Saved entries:
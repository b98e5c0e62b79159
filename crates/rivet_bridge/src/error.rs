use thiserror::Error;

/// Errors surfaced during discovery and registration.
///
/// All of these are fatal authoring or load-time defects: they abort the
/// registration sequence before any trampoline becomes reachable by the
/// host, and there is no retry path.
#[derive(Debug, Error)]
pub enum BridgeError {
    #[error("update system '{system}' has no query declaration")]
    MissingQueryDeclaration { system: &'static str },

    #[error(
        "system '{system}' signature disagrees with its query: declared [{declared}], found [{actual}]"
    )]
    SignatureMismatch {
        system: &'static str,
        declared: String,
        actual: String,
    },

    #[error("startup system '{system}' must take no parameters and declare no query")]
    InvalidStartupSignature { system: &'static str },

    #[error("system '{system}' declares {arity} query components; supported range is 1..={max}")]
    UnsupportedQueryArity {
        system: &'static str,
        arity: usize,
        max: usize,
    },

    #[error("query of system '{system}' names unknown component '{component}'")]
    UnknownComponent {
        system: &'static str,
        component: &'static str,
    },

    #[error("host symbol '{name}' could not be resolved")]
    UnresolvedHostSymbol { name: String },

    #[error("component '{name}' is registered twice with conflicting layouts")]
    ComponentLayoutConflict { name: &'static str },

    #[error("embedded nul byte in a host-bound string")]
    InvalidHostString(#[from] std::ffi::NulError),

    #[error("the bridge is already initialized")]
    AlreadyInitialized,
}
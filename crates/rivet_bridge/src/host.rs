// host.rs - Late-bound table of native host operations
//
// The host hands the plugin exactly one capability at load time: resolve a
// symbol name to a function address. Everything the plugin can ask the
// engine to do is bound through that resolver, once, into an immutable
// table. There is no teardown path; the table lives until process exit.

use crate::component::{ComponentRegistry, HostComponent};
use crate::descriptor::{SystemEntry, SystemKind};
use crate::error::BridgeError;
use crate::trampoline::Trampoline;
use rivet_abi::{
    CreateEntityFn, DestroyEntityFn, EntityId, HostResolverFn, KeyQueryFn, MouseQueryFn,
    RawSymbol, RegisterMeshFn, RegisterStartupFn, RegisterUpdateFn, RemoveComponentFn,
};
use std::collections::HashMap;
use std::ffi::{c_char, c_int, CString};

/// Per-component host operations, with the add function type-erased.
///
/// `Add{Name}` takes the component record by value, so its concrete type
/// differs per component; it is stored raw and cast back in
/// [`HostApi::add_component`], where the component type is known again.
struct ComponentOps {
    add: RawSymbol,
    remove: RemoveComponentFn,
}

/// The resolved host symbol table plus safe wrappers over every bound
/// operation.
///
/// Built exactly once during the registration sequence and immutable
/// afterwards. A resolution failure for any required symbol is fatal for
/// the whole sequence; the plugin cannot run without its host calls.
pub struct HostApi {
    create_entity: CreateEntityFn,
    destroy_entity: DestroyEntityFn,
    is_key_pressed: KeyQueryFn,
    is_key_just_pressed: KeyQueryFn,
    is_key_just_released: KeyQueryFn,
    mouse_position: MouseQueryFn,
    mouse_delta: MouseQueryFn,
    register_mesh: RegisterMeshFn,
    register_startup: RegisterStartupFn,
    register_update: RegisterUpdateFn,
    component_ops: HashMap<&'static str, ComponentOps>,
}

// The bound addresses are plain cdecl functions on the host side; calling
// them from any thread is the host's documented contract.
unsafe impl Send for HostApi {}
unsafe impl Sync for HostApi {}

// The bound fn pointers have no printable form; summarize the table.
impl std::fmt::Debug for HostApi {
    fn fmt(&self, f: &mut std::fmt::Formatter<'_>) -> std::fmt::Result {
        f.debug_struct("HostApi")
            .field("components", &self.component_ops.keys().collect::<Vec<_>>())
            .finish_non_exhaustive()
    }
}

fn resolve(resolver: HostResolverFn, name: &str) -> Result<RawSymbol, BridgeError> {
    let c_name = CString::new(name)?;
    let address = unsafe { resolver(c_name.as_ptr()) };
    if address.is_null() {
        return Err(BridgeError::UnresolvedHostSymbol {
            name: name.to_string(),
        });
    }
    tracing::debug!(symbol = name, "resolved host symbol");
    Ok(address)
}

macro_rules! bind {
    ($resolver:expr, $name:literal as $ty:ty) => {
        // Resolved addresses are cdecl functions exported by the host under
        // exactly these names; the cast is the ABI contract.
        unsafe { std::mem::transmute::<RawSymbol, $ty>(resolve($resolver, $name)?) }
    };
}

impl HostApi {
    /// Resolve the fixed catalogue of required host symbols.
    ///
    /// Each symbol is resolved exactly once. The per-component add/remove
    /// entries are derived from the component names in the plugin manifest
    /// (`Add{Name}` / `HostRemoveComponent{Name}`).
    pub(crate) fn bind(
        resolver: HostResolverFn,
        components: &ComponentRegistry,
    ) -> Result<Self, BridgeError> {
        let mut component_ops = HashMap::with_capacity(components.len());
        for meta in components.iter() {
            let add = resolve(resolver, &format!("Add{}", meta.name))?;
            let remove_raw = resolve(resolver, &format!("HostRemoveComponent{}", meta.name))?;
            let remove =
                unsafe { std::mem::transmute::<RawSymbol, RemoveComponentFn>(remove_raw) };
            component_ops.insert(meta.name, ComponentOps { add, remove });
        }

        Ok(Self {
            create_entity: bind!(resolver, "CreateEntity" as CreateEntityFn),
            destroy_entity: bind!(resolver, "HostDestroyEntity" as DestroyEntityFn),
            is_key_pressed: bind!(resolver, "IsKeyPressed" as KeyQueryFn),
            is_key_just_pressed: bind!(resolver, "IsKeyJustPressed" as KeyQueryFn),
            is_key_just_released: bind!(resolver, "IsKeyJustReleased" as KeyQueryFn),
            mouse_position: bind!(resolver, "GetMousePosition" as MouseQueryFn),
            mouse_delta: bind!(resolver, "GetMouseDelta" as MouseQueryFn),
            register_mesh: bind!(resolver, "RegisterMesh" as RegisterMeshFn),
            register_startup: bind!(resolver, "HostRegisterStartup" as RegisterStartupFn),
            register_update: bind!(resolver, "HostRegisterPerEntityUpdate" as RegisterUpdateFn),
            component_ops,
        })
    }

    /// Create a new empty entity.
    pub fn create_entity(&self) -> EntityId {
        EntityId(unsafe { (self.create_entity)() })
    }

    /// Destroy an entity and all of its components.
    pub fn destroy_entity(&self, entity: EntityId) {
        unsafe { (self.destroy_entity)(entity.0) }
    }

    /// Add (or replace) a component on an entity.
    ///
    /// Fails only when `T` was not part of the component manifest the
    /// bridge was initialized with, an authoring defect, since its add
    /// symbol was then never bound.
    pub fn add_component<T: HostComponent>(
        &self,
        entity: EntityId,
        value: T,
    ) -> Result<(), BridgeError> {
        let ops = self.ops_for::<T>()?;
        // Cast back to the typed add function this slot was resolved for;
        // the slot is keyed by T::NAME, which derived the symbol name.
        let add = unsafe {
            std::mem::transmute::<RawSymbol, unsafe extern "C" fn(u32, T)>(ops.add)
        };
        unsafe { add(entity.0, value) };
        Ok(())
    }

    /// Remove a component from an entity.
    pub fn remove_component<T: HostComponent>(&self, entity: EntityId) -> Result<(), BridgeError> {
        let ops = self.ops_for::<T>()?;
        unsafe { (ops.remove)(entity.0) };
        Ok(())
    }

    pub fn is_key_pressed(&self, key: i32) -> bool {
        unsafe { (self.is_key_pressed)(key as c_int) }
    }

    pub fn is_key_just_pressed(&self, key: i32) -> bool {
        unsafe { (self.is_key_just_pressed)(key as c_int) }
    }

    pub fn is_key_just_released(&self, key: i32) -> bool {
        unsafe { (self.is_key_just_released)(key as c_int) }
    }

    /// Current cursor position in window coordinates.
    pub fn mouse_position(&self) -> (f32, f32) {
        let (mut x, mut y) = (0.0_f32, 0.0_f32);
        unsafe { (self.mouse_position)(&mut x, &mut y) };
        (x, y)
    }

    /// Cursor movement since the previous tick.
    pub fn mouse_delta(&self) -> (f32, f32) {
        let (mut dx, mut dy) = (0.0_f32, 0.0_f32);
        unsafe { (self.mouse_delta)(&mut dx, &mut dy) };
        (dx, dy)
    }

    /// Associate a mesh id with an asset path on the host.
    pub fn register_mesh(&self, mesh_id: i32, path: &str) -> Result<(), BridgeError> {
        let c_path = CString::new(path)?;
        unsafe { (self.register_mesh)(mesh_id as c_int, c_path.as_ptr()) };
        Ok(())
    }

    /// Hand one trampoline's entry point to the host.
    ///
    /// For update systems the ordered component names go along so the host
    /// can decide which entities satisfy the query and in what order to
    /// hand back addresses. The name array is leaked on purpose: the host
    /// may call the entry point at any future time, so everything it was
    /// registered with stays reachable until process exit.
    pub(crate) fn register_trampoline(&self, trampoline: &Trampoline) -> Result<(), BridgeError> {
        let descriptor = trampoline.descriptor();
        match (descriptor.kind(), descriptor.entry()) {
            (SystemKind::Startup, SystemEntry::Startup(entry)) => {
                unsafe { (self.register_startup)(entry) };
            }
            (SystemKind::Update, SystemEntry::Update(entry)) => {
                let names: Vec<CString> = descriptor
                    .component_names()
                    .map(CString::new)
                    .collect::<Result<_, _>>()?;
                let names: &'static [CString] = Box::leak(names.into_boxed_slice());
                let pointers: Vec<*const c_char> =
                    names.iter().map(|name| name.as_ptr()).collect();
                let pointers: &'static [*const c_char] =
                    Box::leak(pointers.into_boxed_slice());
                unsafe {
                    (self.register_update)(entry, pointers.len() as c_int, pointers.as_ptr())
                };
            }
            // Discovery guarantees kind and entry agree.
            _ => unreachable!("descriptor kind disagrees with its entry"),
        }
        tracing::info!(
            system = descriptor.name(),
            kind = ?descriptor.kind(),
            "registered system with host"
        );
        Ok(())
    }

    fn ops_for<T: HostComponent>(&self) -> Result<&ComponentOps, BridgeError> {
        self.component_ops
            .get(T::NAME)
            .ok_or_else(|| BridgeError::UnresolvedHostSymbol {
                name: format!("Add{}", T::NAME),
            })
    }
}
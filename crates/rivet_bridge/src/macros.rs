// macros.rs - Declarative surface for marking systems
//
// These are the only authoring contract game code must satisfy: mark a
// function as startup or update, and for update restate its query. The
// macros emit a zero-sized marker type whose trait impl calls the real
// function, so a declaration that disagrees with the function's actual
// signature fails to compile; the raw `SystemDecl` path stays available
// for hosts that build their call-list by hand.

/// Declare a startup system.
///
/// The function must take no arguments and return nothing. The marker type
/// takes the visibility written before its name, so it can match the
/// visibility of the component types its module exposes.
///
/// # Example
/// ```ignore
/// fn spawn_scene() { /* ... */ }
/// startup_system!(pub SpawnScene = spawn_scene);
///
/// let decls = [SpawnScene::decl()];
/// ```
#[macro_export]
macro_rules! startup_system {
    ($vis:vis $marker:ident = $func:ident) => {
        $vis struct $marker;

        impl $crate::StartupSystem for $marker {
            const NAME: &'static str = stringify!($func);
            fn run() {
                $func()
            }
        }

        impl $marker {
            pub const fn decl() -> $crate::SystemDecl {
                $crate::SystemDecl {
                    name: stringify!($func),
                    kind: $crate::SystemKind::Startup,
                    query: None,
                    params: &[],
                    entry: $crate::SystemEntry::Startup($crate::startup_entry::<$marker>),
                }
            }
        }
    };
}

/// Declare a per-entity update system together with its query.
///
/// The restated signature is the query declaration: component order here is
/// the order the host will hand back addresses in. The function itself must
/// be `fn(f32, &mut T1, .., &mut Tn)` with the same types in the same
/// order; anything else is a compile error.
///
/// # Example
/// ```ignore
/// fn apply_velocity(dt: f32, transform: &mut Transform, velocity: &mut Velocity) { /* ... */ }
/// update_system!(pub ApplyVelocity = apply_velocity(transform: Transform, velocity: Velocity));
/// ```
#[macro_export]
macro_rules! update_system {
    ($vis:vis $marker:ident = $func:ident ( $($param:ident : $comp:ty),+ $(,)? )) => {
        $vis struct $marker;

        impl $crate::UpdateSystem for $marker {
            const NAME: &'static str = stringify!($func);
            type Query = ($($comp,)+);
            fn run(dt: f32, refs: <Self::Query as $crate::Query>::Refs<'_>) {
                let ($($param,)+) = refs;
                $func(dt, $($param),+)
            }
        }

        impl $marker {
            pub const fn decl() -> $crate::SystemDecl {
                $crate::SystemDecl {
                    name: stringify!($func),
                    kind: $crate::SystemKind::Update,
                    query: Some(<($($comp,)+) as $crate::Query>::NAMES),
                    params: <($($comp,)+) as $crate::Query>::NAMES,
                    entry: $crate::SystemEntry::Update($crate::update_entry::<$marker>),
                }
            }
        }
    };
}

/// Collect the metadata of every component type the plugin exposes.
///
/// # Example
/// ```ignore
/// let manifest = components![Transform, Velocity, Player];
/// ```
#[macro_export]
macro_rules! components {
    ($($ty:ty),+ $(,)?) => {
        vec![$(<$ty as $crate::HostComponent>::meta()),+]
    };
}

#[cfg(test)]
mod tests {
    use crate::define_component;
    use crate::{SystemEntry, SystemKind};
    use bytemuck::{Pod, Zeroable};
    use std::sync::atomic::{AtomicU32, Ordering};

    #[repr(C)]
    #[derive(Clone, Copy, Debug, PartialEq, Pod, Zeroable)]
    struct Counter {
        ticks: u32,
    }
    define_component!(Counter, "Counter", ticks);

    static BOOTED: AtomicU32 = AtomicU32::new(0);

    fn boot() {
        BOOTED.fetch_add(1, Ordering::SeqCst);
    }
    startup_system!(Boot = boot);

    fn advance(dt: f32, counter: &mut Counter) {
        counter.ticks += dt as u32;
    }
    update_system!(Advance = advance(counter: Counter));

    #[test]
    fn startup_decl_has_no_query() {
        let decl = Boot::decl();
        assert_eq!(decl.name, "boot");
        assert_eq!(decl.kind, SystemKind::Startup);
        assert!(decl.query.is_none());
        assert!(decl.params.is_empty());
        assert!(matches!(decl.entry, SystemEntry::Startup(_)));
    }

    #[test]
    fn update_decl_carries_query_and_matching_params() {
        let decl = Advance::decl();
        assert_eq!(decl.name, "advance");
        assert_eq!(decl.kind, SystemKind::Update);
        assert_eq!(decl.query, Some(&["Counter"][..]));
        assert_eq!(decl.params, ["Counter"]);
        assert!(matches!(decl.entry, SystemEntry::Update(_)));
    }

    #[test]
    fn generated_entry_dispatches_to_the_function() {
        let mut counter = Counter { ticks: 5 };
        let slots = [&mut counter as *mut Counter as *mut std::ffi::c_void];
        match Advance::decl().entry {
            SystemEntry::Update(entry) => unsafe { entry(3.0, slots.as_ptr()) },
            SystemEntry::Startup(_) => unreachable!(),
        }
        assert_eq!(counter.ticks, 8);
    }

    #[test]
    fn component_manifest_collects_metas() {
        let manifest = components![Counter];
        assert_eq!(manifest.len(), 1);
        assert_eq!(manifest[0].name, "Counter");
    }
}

> [What the exercise asks]:
Lines above containing "RawSymbol": how many? Reply with the number only.

> [Solution for this task]:
6